▸ Problem
Each line of the listing where the string "FromStr" appears is to be identified and copied.

★ ★ ★ ★ ★

//! RFC 6901 pointer parsing and escaping.
//!
//! A pointer is either the empty string (the whole document) or a sequence of
//! `/`-prefixed reference tokens. Inside a token `~1` stands for `/` and `~0`
//! for `~`. Decoding is a single left-to-right pass, so `~01` decodes to `~1`
//! and not to `/`. A `~` followed by anything else, or at the end of a token,
//! is kept literally.

use crate::error::{PointerError, Result};
use crate::ops;
use crate::value::JsonValue;
use std::borrow::Cow;
use std::fmt;
use std::hash::{Hash, Hasher};
use std::str::FromStr;

/// A parsed JSON Pointer.
///
/// Holds the source text and the decoded tokens. The first token is always
/// the empty root token, so the pointer `""` has exactly one token and
/// `"/a/"` has three (`""`, `"a"`, `""`).
///
/// Equality and hashing use the source text only: `/a~1b` and a pointer built
/// from a differently escaped spelling of the same tokens are distinct keys.
#[derive(Debug, Clone)]
pub struct Pointer {
    source: String,
    tokens: Vec<String>,
}

impl Pointer {
    /// Parse pointer text.
    ///
    /// # Errors
    ///
    /// [`PointerError::MalformedPointer`] if the text is non-empty and does
    /// not begin with `/`.
    ///
    /// # Examples
    ///
    /// ```
    /// use jptr_core::Pointer;
    ///
    /// let ptr = Pointer::parse("/a~1b/m~0n").unwrap();
    /// assert_eq!(ptr.tokens(), ["a/b", "m~n"]);
    /// assert!(Pointer::parse("a").is_err());
    /// ```
    pub fn parse(text: &str) -> Result<Pointer> {
        let mut raw = text.split('/');
        if raw.next() != Some("") {
            return Err(PointerError::MalformedPointer {
                pointer: text.to_string(),
            });
        }
        let mut tokens = vec![String::new()];
        tokens.extend(raw.map(|t| unescape_token(t).into_owned()));
        Ok(Pointer {
            source: text.to_string(),
            tokens,
        })
    }

    /// Build a pointer from raw (unescaped) reference tokens.
    ///
    /// ```
    /// use jptr_core::Pointer;
    ///
    /// let ptr = Pointer::from_tokens(["a/b", "m~n"]);
    /// assert_eq!(ptr.as_str(), "/a~1b/m~0n");
    /// ```
    pub fn from_tokens<I, S>(tokens: I) -> Pointer
    where
        I: IntoIterator<Item = S>,
        S: AsRef<str>,
    {
        let mut source = String::new();
        let mut decoded = vec![String::new()];
        for token in tokens {
            let token = token.as_ref();
            source.push('/');
            source.push_str(&escape_token(token));
            decoded.push(token.to_string());
        }
        Pointer {
            source,
            tokens: decoded,
        }
    }

    /// The whole-document pointer `""`.
    pub fn root() -> Pointer {
        Pointer {
            source: String::new(),
            tokens: vec![String::new()],
        }
    }

    /// Source text exactly as parsed.
    pub fn as_str(&self) -> &str {
        &self.source
    }

    /// Decoded reference tokens, excluding the implicit root token.
    pub fn tokens(&self) -> &[String] {
        &self.tokens[1..]
    }

    /// True for `""`, which addresses the whole document.
    pub fn is_root(&self) -> bool {
        self.tokens.len() == 1
    }

    /// Number of reference tokens (root token excluded).
    pub fn len(&self) -> usize {
        self.tokens.len() - 1
    }

    pub fn is_empty(&self) -> bool {
        self.is_root()
    }

    pub fn last_token(&self) -> Option<&str> {
        self.tokens().last().map(String::as_str)
    }

    /// Value at this pointer. See [`ops::get`].
    pub fn get(&self, document: &JsonValue) -> Result<JsonValue> {
        ops::get(self, document)
    }

    /// See [`ops::add`].
    pub fn add(&self, document: &JsonValue, value: JsonValue) -> Result<JsonValue> {
        ops::add(self, document, value)
    }

    /// See [`ops::replace`].
    pub fn replace(&self, document: &JsonValue, value: JsonValue) -> Result<JsonValue> {
        ops::replace(self, document, value)
    }

    /// See [`ops::remove`].
    pub fn remove(&self, document: &JsonValue) -> Result<JsonValue> {
        ops::remove(self, document)
    }
}

/// Parse pointer text. Same as [`Pointer::parse`].
pub fn parse_pointer(text: &str) -> Result<Pointer> {
    Pointer::parse(text)
}

/// Decode `~1` → `/` and `~0` → `~` in one pass.
///
/// Borrows when the token holds no `~`.
pub fn unescape_token(token: &str) -> Cow<'_, str> {
    if !token.contains('~') {
        return Cow::Borrowed(token);
    }
    let mut out = String::with_capacity(token.len());
    let mut chars = token.chars().peekable();
    while let Some(ch) = chars.next() {
        if ch == '~' {
            match chars.peek() {
                Some('0') => {
                    chars.next();
                    out.push('~');
                    continue;
                }
                Some('1') => {
                    chars.next();
                    out.push('/');
                    continue;
                }
                _ => {}
            }
        }
        out.push(ch);
    }
    Cow::Owned(out)
}

/// Encode `~` → `~0` and `/` → `~1`.
///
/// Borrows when the token needs no escaping.
pub fn escape_token(token: &str) -> Cow<'_, str> {
    if !token.contains(['~', '/']) {
        return Cow::Borrowed(token);
    }
    let mut out = String::with_capacity(token.len() + 2);
    for ch in token.chars() {
        match ch {
            '~' => out.push_str("~0"),
            '/' => out.push_str("~1"),
            other => out.push(other),
        }
    }
    Cow::Owned(out)
}

impl FromStr for Pointer {
    type Err = PointerError;

    fn from_str(s: &str) -> Result<Self> {
        Pointer::parse(s)
    }
}

impl TryFrom<&str> for Pointer {
    type Error = PointerError;

    fn try_from(s: &str) -> Result<Self> {
        Pointer::parse(s)
    }
}

impl fmt::Display for Pointer {
    fn fmt(&self, f: &mut fmt::Formatter<'_>) -> fmt::Result {
        f.write_str(&self.source)
    }
}

impl PartialEq for Pointer {
    fn eq(&self, other: &Self) -> bool {
        self.source == other.source
    }
}

impl Eq for Pointer {}

impl Hash for Pointer {
    fn hash<H: Hasher>(&self, state: &mut H) {
        self.source.hash(state);
    }
}

impl AsRef<str> for Pointer {
    fn as_ref(&self) -> &str {
        &self.source
    }
}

★ ★ ★ ★ ★

▸ Answer box
use std::str::FromStr;
impl FromStr for Pointer {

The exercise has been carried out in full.